58. St Teresa deals, as well, with the practical way
of living these realities of our charism and spirituality. "The way
of life she proposed to us was to be marked with a distinctive style and
character. She wanted social virtues and human values to be duly
fostered. She inculcated a joyous family spirit, affability in community
life, nobility of soul and mutual respect. Our young religious were to
be carefully trained; study and culture were to be encouraged. The
ascetical practices of our communities were to be at the service of a
deeper theological life, and geared to the demands of the apostolic
ministry. There was to be a bond of unity between our communities and of
evangelical friendship between our religious"(92).
59. In the first part we spoke of the principal challenges arising in today's social, cultural and ecclesial world and which seek answers from us. The Teresian Carmel of the future ought to try to reply to them from its own identity in the various fields: social and cultural, religious, ecclesial and Carmelite. In all these areas we now point out some challenges while indicating a few operative conclusions which will allow us to undertake practical ways of renewal within creative fidelity.

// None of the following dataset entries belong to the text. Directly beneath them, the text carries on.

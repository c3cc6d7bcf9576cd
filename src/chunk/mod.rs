//! PNG chunk envelope and the typed chunk kinds an APNG capture file uses

pub mod kinds;

use std::io::{self, Write};

use byteorder::{BigEndian, WriteBytesExt};

use crate::checksum::Crc32;
use crate::utils::{chunk_type_name, read_u32_be};
use crate::{ApngError, ApngResult};

pub use kinds::{
    AnimationControl, Bookmark, FrameControl, FrameData, FrameDelay, ImageData, ImageEnd,
    ImageHeader, Signature, COLOR_TYPE_RGB,
};

pub type ChunkType = [u8; 4];

/// Image header
pub const IHDR: ChunkType = *b"IHDR";
/// Image data
pub const IDAT: ChunkType = *b"IDAT";
/// Image trailer
pub const IEND: ChunkType = *b"IEND";
/// Textual data, used for the sequence bookmark
pub const TEXT: ChunkType = *b"tEXt";
/// Animation control
pub const ACTL: ChunkType = *b"acTL";
/// Frame control
pub const FCTL: ChunkType = *b"fcTL";
/// Frame data
pub const FDAT: ChunkType = *b"fdAT";

/// Length, type and CRC fields around every payload
pub const CHUNK_OVERHEAD: usize = 12;

/// Returns true if the chunk is critical.
pub fn is_critical(chunk_type: ChunkType) -> bool {
    chunk_type[0] & 32 == 0
}

/// Returns true if decoders may ignore the chunk.
pub fn is_ancillary(chunk_type: ChunkType) -> bool {
    !is_critical(chunk_type)
}

/// Whether decoding checks the stored CRC against a recomputed one
#[derive(Debug, Clone, Copy, PartialEq, Eq, Default)]
pub enum ChecksumPolicy {
    /// Trust the stored CRC
    Ignore,
    /// Reject chunks whose stored CRC is wrong
    #[default]
    Verify,
}

/// PNG chunk structure
#[derive(Debug, Clone, PartialEq, Eq)]
pub struct Chunk {
    pub chunk_type: ChunkType,
    pub data: Vec<u8>,
    pub crc: u32,
}

/// CRC over the type tag followed by the payload
pub fn chunk_crc(chunk_type: &ChunkType, data: &[u8]) -> u32 {
    let mut crc = Crc32::new();
    crc.update(chunk_type);
    crc.update(data);
    crc.finalize()
}

impl Chunk {
    /// Build a chunk with a freshly computed CRC
    pub fn new(chunk_type: ChunkType, data: Vec<u8>) -> Self {
        let crc = chunk_crc(&chunk_type, &data);
        Self { chunk_type, data, crc }
    }

    /// Value of the length field
    pub fn length(&self) -> u32 {
        self.data.len() as u32
    }

    /// Size of the chunk on disk, envelope included
    pub fn encoded_len(&self) -> usize {
        self.data.len() + CHUNK_OVERHEAD
    }

    pub fn computed_crc(&self) -> u32 {
        chunk_crc(&self.chunk_type, &self.data)
    }

    pub fn verify_crc(&self) -> ApngResult<()> {
        ApngError::validate_chunk_crc(&self.chunk_type, self.crc, self.computed_crc())
    }

    pub fn type_name(&self) -> String {
        chunk_type_name(&self.chunk_type)
    }

    /// Write length, type, payload and the stored CRC
    pub fn write_to<W: Write>(&self, writer: &mut W) -> io::Result<()> {
        writer.write_u32::<BigEndian>(self.length())?;
        writer.write_all(&self.chunk_type)?;
        writer.write_all(&self.data)?;
        writer.write_u32::<BigEndian>(self.crc)
    }

    pub fn encode(&self) -> Vec<u8> {
        let mut out = Vec::with_capacity(self.encoded_len());
        out.extend_from_slice(&self.length().to_be_bytes());
        out.extend_from_slice(&self.chunk_type);
        out.extend_from_slice(&self.data);
        out.extend_from_slice(&self.crc.to_be_bytes());
        out
    }

    /// Decode one chunk from the start of `bytes`, returning it together with
    /// the number of bytes it occupied
    pub fn decode(
        bytes: &[u8],
        expected: Option<ChunkType>,
        policy: ChecksumPolicy,
    ) -> ApngResult<(Self, usize)> {
        if bytes.len() < CHUNK_OVERHEAD {
            return Err(ApngError::Format(format!(
                "need at least {CHUNK_OVERHEAD} bytes for a chunk, got {}",
                bytes.len()
            )));
        }

        let length = read_u32_be(bytes, 0) as usize;
        let chunk_type = [bytes[4], bytes[5], bytes[6], bytes[7]];

        if let Some(expected) = expected
            && chunk_type != expected
        {
            return Err(ApngError::Format(format!(
                "expected {} chunk, found {}",
                chunk_type_name(&expected),
                chunk_type_name(&chunk_type)
            )));
        }

        let available = bytes.len() - 8;
        let needed = length.saturating_add(4);
        if needed > available {
            return Err(ApngError::Truncated {
                chunk: chunk_type_name(&chunk_type),
                needed,
                available,
            });
        }

        let data = bytes[8..8 + length].to_vec();
        let crc = read_u32_be(bytes, 8 + length);
        let chunk = Self { chunk_type, data, crc };

        if policy == ChecksumPolicy::Verify {
            chunk.verify_crc()?;
        }

        Ok((chunk, 8 + needed))
    }
}

/// A chunk with a typed payload
pub trait ChunkKind: Sized {
    const TYPE: ChunkType;

    fn encode_payload(&self, out: &mut Vec<u8>);

    fn decode_payload(data: &[u8]) -> ApngResult<Self>;

    /// Wrap the payload in an envelope with a fresh CRC
    fn to_chunk(&self) -> Chunk {
        let mut data = Vec::new();
        self.encode_payload(&mut data);
        Chunk::new(Self::TYPE, data)
    }

    fn encode(&self) -> Vec<u8> {
        self.to_chunk().encode()
    }

    fn from_chunk(chunk: &Chunk) -> ApngResult<Self> {
        if chunk.chunk_type != Self::TYPE {
            return Err(ApngError::Format(format!(
                "expected {} chunk, found {}",
                chunk_type_name(&Self::TYPE),
                chunk.type_name()
            )));
        }
        Self::decode_payload(&chunk.data)
    }

    fn decode(bytes: &[u8], policy: ChecksumPolicy) -> ApngResult<Self> {
        let (chunk, _) = Chunk::decode(bytes, Some(Self::TYPE), policy)?;
        Self::from_chunk(&chunk)
    }
}

/// A chunk whose encoded size never changes, so it can be rewritten in place
pub trait FixedChunk: ChunkKind {
    const PAYLOAD_LEN: usize;
    const ENCODED_LEN: usize = Self::PAYLOAD_LEN + CHUNK_OVERHEAD;
}

/// Reject a payload whose length differs from the kind's fixed layout
pub(crate) fn expect_payload_len(chunk_type: &ChunkType, data: &[u8], len: usize) -> ApngResult<()> {
    if data.len() != len {
        return Err(ApngError::Format(format!(
            "{} payload must be {len} bytes, got {}",
            chunk_type_name(chunk_type),
            data.len()
        )));
    }
    Ok(())
}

A. Social and cultural aspect
60. The phenomenon of secularisation finds in Carmel's experience an evaluation and guidelines. The value of temporal realities have been sung by our mystics who discovered in all these the imprint of God. At the same time our saints saw them as means for going much further and opening oneself to Gods transcendence, present and close to us, but always greater than what we experience. The contemplative and prayer dimension of Carmel ought to be lived and presented as an opening to the transcendent, as a source of commitment and hope in efforts to transform the world, as a way for ecumenical and inter-religious dialogue according to the various social and cultural situations.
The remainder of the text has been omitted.